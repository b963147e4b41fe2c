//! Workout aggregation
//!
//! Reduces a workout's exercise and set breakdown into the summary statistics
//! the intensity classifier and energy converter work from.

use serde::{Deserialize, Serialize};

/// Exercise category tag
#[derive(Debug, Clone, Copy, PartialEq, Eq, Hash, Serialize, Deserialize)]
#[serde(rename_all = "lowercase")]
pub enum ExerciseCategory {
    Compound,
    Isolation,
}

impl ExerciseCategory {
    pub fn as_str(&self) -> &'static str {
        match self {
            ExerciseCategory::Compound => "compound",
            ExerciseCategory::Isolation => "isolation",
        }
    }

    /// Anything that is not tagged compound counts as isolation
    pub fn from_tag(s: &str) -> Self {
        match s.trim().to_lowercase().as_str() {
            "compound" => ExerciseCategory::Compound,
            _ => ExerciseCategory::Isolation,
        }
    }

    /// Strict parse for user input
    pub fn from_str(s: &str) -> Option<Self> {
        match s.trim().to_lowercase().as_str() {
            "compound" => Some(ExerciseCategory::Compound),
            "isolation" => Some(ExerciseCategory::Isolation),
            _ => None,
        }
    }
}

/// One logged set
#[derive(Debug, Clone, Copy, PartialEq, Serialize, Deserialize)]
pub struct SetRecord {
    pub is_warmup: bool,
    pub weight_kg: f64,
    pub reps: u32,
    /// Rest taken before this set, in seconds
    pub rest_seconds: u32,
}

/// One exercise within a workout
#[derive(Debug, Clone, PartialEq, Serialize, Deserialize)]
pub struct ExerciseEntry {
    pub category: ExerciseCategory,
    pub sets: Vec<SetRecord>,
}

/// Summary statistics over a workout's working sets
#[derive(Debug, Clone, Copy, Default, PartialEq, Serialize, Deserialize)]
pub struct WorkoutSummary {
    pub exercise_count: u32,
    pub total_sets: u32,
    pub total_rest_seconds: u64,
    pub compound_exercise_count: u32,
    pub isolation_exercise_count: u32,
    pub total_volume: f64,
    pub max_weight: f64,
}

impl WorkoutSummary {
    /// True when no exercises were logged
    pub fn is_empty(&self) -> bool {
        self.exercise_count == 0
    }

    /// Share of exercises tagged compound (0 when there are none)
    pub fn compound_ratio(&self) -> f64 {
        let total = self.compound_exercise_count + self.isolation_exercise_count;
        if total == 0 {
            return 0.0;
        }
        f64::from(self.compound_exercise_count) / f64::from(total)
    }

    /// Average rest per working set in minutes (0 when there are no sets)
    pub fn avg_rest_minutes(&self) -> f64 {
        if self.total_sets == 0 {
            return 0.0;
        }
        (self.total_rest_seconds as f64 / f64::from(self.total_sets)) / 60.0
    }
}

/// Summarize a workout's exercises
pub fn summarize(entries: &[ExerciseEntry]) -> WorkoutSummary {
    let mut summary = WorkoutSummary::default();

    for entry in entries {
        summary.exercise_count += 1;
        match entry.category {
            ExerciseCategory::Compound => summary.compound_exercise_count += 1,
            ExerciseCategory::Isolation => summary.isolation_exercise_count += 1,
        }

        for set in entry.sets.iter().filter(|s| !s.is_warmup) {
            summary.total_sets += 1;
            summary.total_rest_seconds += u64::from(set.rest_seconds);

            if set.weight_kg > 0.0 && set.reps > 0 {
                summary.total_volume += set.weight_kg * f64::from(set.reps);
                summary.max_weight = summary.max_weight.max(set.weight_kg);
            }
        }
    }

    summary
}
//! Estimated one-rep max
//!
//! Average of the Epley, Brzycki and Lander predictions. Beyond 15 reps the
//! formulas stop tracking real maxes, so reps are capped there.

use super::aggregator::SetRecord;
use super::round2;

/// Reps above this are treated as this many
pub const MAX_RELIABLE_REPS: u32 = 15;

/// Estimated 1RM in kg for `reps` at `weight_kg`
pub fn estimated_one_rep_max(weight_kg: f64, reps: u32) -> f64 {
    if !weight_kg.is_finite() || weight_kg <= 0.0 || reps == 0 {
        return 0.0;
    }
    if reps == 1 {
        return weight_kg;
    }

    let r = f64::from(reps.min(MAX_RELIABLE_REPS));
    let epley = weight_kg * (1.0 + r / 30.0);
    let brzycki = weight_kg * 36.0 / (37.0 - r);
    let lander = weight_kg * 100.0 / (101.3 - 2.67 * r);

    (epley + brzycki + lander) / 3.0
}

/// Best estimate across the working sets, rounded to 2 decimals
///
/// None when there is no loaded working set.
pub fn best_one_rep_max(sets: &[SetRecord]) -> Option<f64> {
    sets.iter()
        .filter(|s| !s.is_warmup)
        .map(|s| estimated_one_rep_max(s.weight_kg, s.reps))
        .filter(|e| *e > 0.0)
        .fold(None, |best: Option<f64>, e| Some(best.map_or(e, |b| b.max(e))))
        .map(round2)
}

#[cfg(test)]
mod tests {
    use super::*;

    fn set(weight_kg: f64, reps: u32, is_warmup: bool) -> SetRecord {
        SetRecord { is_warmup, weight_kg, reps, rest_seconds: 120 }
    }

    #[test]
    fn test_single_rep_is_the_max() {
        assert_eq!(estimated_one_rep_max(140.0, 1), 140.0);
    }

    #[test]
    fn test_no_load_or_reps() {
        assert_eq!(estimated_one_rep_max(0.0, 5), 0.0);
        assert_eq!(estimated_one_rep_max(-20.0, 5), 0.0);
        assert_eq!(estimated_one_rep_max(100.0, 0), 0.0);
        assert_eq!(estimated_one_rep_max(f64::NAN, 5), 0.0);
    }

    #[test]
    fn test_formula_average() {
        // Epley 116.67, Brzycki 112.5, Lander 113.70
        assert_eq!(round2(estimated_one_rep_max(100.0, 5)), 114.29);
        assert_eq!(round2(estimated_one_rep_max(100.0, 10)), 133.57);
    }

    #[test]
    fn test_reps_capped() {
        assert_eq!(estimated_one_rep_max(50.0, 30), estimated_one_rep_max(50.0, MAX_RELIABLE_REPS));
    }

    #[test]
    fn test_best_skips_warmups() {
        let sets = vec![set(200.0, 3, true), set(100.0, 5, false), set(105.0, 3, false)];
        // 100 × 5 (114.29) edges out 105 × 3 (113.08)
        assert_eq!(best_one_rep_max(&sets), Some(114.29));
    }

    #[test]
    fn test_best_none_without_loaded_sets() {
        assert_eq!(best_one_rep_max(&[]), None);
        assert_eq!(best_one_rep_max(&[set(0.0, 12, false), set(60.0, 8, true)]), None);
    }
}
------
Task goal — Show every line from the listing that contains "serde".

Your response —
use serde::{Deserialize, Serialize};
#[serde(rename_all = "lowercase")]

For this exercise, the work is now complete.